The Rebecca Carey story rubs me wrong on so many levels. Her friend said she looked like she hit her head & fell down & why would her parents ok the immediate destruction of the dogs she loved so much without all the fact. Sounds like she was very devoted to her dogs.


Many people who care about pets can imagine themselves - and their pets - in Ms. Carey's situation.

A sad story, repeated in many variations.

A family member often tells me that if I am unable to take care of the dogs for any reason, she will not do anything to help them.

Randy Carothers

Thank you for reporting on those stories. It is a bit unfortunate more data was not available. I have personally seen deceased individuals who died of natural causes in the home and the dogs bit or even ate portions of the deceased. I am not attempting to be gross here but deceased and dog in home biting deceased does not mean dog killed deceased. Does not mean they did not either I guess and I hope research was done. As far as the idea of "free" trining for lower income individuals it is noble but hard to see how that could happen in reality since costs always seem to be an issue but appreciate the thought. Also as a general "guideline" you probably don't want something in your house big enough to kill you. Could go into exotics here but won't)Just a "guideline" you know. Once again thanks for reporting.

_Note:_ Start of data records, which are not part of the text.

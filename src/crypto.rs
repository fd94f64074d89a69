use std::collections::HashMap;
use std::sync::Mutex;

use argon2::{Algorithm, Argon2, Params, Version};
use base64::Engine;
use chacha20poly1305::aead::{Aead, KeyInit};
use chacha20poly1305::{ChaCha20Poly1305, Key, Nonce};
use rand::rngs::OsRng;
use rand::RngCore;
use zeroize::Zeroizing;

use crate::error::CipherError;

const SALT_LEN: usize = 16;
const NONCE_LEN: usize = 12;
const KEY_LEN: usize = 32;

/// Symmetric encryption of one record's plaintext.
pub trait Cipher: Send + Sync {
    fn encrypt(&self, plaintext: &[u8]) -> Result<Vec<u8>, CipherError>;
    fn decrypt(&self, sealed: &[u8]) -> Result<Zeroizing<Vec<u8>>, CipherError>;
}

/// Byte to text encoding of the sealed record.
pub trait Encoder: Send + Sync {
    fn encode(&self, bytes: &[u8]) -> String;
    fn decode(&self, text: &str) -> Result<Vec<u8>, CipherError>;
}

#[derive(Debug, Clone, Copy, PartialEq, Eq)]
pub struct KdfParams {
    pub m_cost: u32,
    pub t_cost: u32,
    pub p_cost: u32,
}

impl Default for KdfParams {
    fn default() -> Self {
        Self {
            m_cost: 19 * 1024,
            t_cost: 2,
            p_cost: 1,
        }
    }
}

impl KdfParams {
    /// Cheap parameters for tests; never use for real records.
    pub fn insecure_fast() -> Self {
        Self {
            m_cost: 8,
            t_cost: 1,
            p_cost: 1,
        }
    }
}

pub fn derive_key_with_params(
    password: &str,
    salt: &[u8],
    params: KdfParams,
) -> Result<Zeroizing<[u8; KEY_LEN]>, CipherError> {
    let params = Params::new(params.m_cost, params.t_cost, params.p_cost, Some(KEY_LEN))
        .map_err(|e| CipherError::Kdf(format!("invalid Argon2 params: {e}")))?;
    let argon2 = Argon2::new(Algorithm::Argon2id, Version::V0x13, params);
    let mut key = Zeroizing::new([0u8; KEY_LEN]);
    argon2
        .hash_password_into(password.as_bytes(), salt, &mut key[..])
        .map_err(|e| CipherError::Kdf(e.to_string()))?;
    Ok(key)
}

/// Argon2id + ChaCha20-Poly1305 keyed by the repository password.
///
/// Sealed layout: `salt | nonce | ciphertext`. Every record carries its own
/// salt so a record stays readable on its own; keys derived during the session
/// are cached by salt.
pub struct PasswordCipher {
    password: Zeroizing<String>,
    params: KdfParams,
    salt: [u8; SALT_LEN],
    keys: Mutex<HashMap<[u8; SALT_LEN], Zeroizing<[u8; KEY_LEN]>>>,
}

impl PasswordCipher {
    pub fn new(password: &str) -> Self {
        Self::with_params(password, KdfParams::default())
    }

    pub fn with_params(password: &str, params: KdfParams) -> Self {
        let mut salt = [0u8; SALT_LEN];
        OsRng.fill_bytes(&mut salt);
        Self {
            password: Zeroizing::new(password.to_string()),
            params,
            salt,
            keys: Mutex::new(HashMap::new()),
        }
    }

    fn key_for(&self, salt: &[u8; SALT_LEN]) -> Result<Zeroizing<[u8; KEY_LEN]>, CipherError> {
        let mut keys = self.keys.lock().unwrap_or_else(|poisoned| poisoned.into_inner());
        if let Some(key) = keys.get(salt) {
            return Ok(key.clone());
        }
        let key = derive_key_with_params(&self.password, salt, self.params)?;
        keys.insert(*salt, key.clone());
        Ok(key)
    }
}

impl Cipher for PasswordCipher {
    fn encrypt(&self, plaintext: &[u8]) -> Result<Vec<u8>, CipherError> {
        let key = self.key_for(&self.salt)?;
        let cipher = ChaCha20Poly1305::new(Key::from_slice(&key[..]));

        let mut nonce_bytes = [0u8; NONCE_LEN];
        OsRng.fill_bytes(&mut nonce_bytes);

        let ciphertext = cipher
            .encrypt(Nonce::from_slice(&nonce_bytes), plaintext)
            .map_err(|_| CipherError::Encrypt)?;

        let mut sealed = Vec::with_capacity(SALT_LEN + NONCE_LEN + ciphertext.len());
        sealed.extend_from_slice(&self.salt);
        sealed.extend_from_slice(&nonce_bytes);
        sealed.extend_from_slice(&ciphertext);
        Ok(sealed)
    }

    fn decrypt(&self, sealed: &[u8]) -> Result<Zeroizing<Vec<u8>>, CipherError> {
        if sealed.len() < SALT_LEN + NONCE_LEN {
            return Err(CipherError::Decrypt);
        }
        let (salt, rest) = sealed.split_at(SALT_LEN);
        let (nonce_bytes, ciphertext) = rest.split_at(NONCE_LEN);
        let salt: [u8; SALT_LEN] = salt.try_into().map_err(|_| CipherError::Decrypt)?;

        let key = self.key_for(&salt)?;
        let cipher = ChaCha20Poly1305::new(Key::from_slice(&key[..]));
        cipher
            .decrypt(Nonce::from_slice(nonce_bytes), ciphertext)
            .map(Zeroizing::new)
            .map_err(|_| CipherError::Decrypt)
    }
}

#[derive(Debug, Default, Clone, Copy)]
pub struct Base64Encoder;

impl Encoder for Base64Encoder {
    fn encode(&self, bytes: &[u8]) -> String {
        base64::engine::general_purpose::STANDARD.encode(bytes)
    }

    fn decode(&self, text: &str) -> Result<Vec<u8>, CipherError> {
        base64::engine::general_purpose::STANDARD
            .decode(text.trim())
            .map_err(|_| CipherError::Decrypt)
    }
}

#[cfg(test)]
mod tests {
    use super::*;

    #[test]
    fn same_password_opens_sealed_bytes() {
        let cipher = PasswordCipher::with_params("hunter2", KdfParams::insecure_fast());
        let sealed = cipher.encrypt(b"user: bob\npassword: x\n").unwrap();
        let opened = cipher.decrypt(&sealed).unwrap();
        assert_eq!(opened.as_slice(), b"user: bob\npassword: x\n");
    }

    #[test]
    fn another_session_with_same_password_opens_record() {
        let writer = PasswordCipher::with_params("hunter2", KdfParams::insecure_fast());
        let reader = PasswordCipher::with_params("hunter2", KdfParams::insecure_fast());
        let sealed = writer.encrypt(b"abc").unwrap();
        assert_eq!(reader.decrypt(&sealed).unwrap().as_slice(), b"abc");
    }

    #[test]
    fn wrong_password_fails_authentication() {
        let writer = PasswordCipher::with_params("right", KdfParams::insecure_fast());
        let reader = PasswordCipher::with_params("wrong", KdfParams::insecure_fast());
        let sealed = writer.encrypt(b"secret").unwrap();
        assert!(matches!(reader.decrypt(&sealed), Err(CipherError::Decrypt)));
    }

    #[test]
    fn truncated_payload_is_rejected() {
        let cipher = PasswordCipher::with_params("pw", KdfParams::insecure_fast());
        assert!(matches!(cipher.decrypt(&[1, 2, 3]), Err(CipherError::Decrypt)));
    }

    #[test]
    fn base64_rejects_garbage() {
        let encoder = Base64Encoder;
        let text = encoder.encode(&[0, 159, 146, 150]);
        assert_eq!(encoder.decode(&text).unwrap(), vec![0, 159, 146, 150]);
        assert!(encoder.decode("not base64 !!").is_err());
    }
}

Agreed Randy that just the dog's presence, and the presence of blood on the dog, don't mean the dog was at fault. Very important for them to figure out if the dog bites happened while the victim is alive or not. I'm not sure proper investigation is done in all case though.

I know a lot of places that do offer free training (including my own shelter). But we do not have the ability to reach as many folks as we need to at this point.

And yeah, while I get your point on not having more dog than you can handle, I wouldn't go into exotics because there is a very big difference between domesticated and non-domesticated animals.

Diana Taylor

The case of Mr. Cameron is quite odd. With this, it is definitely hard where to put the blame. Although I feel sadness and remorse to the old man. But I guess the dog just did its 'thought' duty towards his master. As to the owner, his situation is definitely hard. I have dogs here at home. But I make sure that they are vaccinated and that they mingle with people so that they would not find other people strangers and threats.